== Provided data

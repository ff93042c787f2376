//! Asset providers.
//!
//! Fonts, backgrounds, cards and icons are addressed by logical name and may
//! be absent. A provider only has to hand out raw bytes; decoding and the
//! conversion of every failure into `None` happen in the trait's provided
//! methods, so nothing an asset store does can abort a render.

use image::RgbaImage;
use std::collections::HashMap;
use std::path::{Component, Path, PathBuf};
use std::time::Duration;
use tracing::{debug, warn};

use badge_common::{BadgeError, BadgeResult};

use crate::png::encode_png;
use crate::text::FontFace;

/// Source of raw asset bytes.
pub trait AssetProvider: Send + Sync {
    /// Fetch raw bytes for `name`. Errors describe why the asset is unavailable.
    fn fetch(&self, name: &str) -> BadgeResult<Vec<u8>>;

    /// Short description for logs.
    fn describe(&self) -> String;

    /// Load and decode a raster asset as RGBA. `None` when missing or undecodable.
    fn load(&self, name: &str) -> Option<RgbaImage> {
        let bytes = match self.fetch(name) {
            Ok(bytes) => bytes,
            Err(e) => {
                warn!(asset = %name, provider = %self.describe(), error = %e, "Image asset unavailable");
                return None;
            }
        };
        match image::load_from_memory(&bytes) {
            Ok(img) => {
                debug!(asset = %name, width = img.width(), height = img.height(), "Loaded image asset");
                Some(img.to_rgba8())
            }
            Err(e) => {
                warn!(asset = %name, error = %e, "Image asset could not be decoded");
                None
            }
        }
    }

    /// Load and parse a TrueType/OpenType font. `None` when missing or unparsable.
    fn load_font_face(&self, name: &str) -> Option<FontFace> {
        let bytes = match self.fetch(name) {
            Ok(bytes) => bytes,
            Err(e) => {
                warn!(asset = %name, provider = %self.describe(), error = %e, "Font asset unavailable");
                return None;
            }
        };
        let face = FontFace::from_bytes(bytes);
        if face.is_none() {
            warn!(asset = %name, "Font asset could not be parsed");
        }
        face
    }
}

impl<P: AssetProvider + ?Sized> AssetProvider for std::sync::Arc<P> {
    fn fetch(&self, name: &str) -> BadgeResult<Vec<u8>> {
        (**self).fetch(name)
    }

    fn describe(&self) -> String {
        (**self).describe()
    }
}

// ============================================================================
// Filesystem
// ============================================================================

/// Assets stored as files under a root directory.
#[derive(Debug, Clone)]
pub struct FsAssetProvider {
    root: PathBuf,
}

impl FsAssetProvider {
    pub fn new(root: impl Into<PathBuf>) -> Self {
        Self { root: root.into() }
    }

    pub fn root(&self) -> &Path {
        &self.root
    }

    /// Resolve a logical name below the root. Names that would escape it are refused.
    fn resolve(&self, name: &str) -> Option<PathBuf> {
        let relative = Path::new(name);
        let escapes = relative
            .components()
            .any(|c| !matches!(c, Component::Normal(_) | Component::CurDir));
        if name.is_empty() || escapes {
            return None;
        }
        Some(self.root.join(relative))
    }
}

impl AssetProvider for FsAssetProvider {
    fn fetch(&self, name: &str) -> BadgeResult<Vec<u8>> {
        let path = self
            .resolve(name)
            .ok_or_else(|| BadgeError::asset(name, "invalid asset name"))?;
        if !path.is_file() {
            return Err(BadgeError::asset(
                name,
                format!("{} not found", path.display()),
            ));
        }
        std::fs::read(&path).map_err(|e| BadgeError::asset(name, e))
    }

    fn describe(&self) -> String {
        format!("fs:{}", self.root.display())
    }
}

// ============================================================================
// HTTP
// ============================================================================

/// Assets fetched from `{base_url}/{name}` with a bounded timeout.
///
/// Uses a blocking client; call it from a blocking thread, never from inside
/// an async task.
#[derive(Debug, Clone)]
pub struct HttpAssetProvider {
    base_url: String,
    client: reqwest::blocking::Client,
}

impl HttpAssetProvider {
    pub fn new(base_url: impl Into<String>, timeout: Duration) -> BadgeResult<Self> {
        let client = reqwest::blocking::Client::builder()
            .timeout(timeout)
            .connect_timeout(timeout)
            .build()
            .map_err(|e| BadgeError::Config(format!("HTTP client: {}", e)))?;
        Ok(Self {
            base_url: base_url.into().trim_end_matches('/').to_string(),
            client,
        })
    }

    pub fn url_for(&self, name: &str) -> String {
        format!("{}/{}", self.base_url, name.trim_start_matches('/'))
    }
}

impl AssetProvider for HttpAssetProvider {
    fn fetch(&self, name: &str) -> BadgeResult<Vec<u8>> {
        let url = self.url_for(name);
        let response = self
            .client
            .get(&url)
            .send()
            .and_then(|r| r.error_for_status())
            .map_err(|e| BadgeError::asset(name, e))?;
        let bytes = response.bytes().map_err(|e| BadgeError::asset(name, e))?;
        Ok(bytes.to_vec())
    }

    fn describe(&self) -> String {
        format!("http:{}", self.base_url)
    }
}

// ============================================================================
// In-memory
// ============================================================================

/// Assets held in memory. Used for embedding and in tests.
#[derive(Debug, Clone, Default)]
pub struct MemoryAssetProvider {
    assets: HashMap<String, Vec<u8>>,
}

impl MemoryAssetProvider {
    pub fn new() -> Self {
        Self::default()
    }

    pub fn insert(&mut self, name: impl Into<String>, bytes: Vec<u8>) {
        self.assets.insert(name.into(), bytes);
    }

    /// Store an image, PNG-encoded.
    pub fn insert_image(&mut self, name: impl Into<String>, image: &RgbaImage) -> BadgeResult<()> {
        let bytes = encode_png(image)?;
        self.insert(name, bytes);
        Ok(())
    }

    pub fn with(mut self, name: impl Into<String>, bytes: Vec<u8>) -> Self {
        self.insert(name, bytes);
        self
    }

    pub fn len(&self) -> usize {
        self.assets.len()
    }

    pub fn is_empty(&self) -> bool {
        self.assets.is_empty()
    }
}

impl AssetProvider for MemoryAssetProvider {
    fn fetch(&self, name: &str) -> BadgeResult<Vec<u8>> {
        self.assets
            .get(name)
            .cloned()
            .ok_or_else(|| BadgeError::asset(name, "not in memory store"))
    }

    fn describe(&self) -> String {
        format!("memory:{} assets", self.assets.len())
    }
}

====

What this task involves:
Recopy all of the records verbatim.

Task result:
repository ff93042c787f2376
//! Asset providers.
//!
//! Fonts, backgrounds, cards and icons are addressed by logical name and may
//! be absent. A provider only has to hand out raw bytes; decoding and the
//! conversion of every failure into `None` happen in the trait's provided
//! methods, so nothing an asset store does can abort a render.

use image::RgbaImage;
use std::collections::HashMap;
use std::path::{Component, Path, PathBuf};
use std::time::Duration;
use tracing::{debug, warn};

use badge_common::{BadgeError, BadgeResult};

use crate::png::encode_png;
use crate::text::FontFace;

/// Source of raw asset bytes.
pub trait AssetProvider: Send + Sync {
    /// Fetch raw bytes for `name`. Errors describe why the asset is unavailable.
    fn fetch(&self, name: &str) -> BadgeResult<Vec<u8>>;

    /// Short description for logs.
    fn describe(&self) -> String;

    /// Load and decode a raster asset as RGBA. `None` when missing or undecodable.
    fn load(&self, name: &str) -> Option<RgbaImage> {
        let bytes = match self.fetch(name) {
            Ok(bytes) => bytes,
            Err(e) => {
                warn!(asset = %name, provider = %self.describe(), error = %e, "Image asset unavailable");
                return None;
            }
        };
        match image::load_from_memory(&bytes) {
            Ok(img) => {
                debug!(asset = %name, width = img.width(), height = img.height(), "Loaded image asset");
                Some(img.to_rgba8())
            }
            Err(e) => {
                warn!(asset = %name, error = %e, "Image asset could not be decoded");
                None
            }
        }
    }

    /// Load and parse a TrueType/OpenType font. `None` when missing or unparsable.
    fn load_font_face(&self, name: &str) -> Option<FontFace> {
        let bytes = match self.fetch(name) {
            Ok(bytes) => bytes,
            Err(e) => {
                warn!(asset = %name, provider = %self.describe(), error = %e, "Font asset unavailable");
                return None;
            }
        };
        let face = FontFace::from_bytes(bytes);
        if face.is_none() {
            warn!(asset = %name, "Font asset could not be parsed");
        }
        face
    }
}

impl<P: AssetProvider + ?Sized> AssetProvider for std::sync::Arc<P> {
    fn fetch(&self, name: &str) -> BadgeResult<Vec<u8>> {
        (**self).fetch(name)
    }

    fn describe(&self) -> String {
        (**self).describe()
    }
}

// ============================================================================
// Filesystem
// ============================================================================

/// Assets stored as files under a root directory.
#[derive(Debug, Clone)]
pub struct FsAssetProvider {
    root: PathBuf,
}

impl FsAssetProvider {
    pub fn new(root: impl Into<PathBuf>) -> Self {
        Self { root: root.into() }
    }

    pub fn root(&self) -> &Path {
        &self.root
    }

    /// Resolve a logical name below the root. Names that would escape it are refused.
    fn resolve(&self, name: &str) -> Option<PathBuf> {
        let relative = Path::new(name);
        let escapes = relative
            .components()
            .any(|c| !matches!(c, Component::Normal(_) | Component::CurDir));
        if name.is_empty() || escapes {
            return None;
        }
        Some(self.root.join(relative))
    }
}

impl AssetProvider for FsAssetProvider {
    fn fetch(&self, name: &str) -> BadgeResult<Vec<u8>> {
        let path = self
            .resolve(name)
            .ok_or_else(|| BadgeError::asset(name, "invalid asset name"))?;
        if !path.is_file() {
            return Err(BadgeError::asset(
                name,
                format!("{} not found", path.display()),
            ));
        }
        std::fs::read(&path).map_err(|e| BadgeError::asset(name, e))
    }

    fn describe(&self) -> String {
        format!("fs:{}", self.root.display())
    }
}

// ============================================================================
// HTTP
// ============================================================================

/// Assets fetched from `{base_url}/{name}` with a bounded timeout.
///
/// Uses a blocking client; call it from a blocking thread, never from inside
/// an async task.
#[derive(Debug, Clone)]
pub struct HttpAssetProvider {
    base_url: String,
    client: reqwest::blocking::Client,
}

impl HttpAssetProvider {
    pub fn new(base_url: impl Into<String>, timeout: Duration) -> BadgeResult<Self> {
        let client = reqwest::blocking::Client::builder()
            .timeout(timeout)
            .connect_timeout(timeout)
            .build()
            .map_err(|e| BadgeError::Config(format!("HTTP client: {}", e)))?;
        Ok(Self {
            base_url: base_url.into().trim_end_matches('/').to_string(),
            client,
        })
    }

    pub fn url_for(&self, name: &str) -> String {
        format!("{}/{}", self.base_url, name.trim_start_matches('/'))
    }
}

impl AssetProvider for HttpAssetProvider {
    fn fetch(&self, name: &str) -> BadgeResult<Vec<u8>> {
        let url = self.url_for(name);
        let response = self
            .client
            .get(&url)
            .send()
            .and_then(|r| r.error_for_status())
            .map_err(|e| BadgeError::asset(name, e))?;
        let bytes = response.bytes().map_err(|e| BadgeError::asset(name, e))?;
        Ok(bytes.to_vec())
    }

    fn describe(&self) -> String {
        format!("http:{}", self.base_url)
    }
}

// ============================================================================
// In-memory
// ============================================================================

/// Assets held in memory. Used for embedding and in tests.
#[derive(Debug, Clone, Default)]
pub struct MemoryAssetProvider {
    assets: HashMap<String, Vec<u8>>,
}

impl MemoryAssetProvider {
    pub fn new() -> Self {
        Self::default()
    }

    pub fn insert(&mut self, name: impl Into<String>, bytes: Vec<u8>) {
        self.assets.insert(name.into(), bytes);
    }

    /// Store an image, PNG-encoded.
    pub fn insert_image(&mut self, name: impl Into<String>, image: &RgbaImage) -> BadgeResult<()> {
        let bytes = encode_png(image)?;
        self.insert(name, bytes);
        Ok(())
    }

    pub fn with(mut self, name: impl Into<String>, bytes: Vec<u8>) -> Self {
        self.insert(name, bytes);
        self
    }

    pub fn len(&self) -> usize {
        self.assets.len()
    }

    pub fn is_empty(&self) -> bool {
        self.assets.is_empty()
    }
}

impl AssetProvider for MemoryAssetProvider {
    fn fetch(&self, name: &str) -> BadgeResult<Vec<u8>> {
        self.assets
            .get(name)
            .cloned()
            .ok_or_else(|| BadgeError::asset(name, "not in memory store"))
    }

    fn describe(&self) -> String {
        format!("memory:{} assets", self.assets.len())
    }
}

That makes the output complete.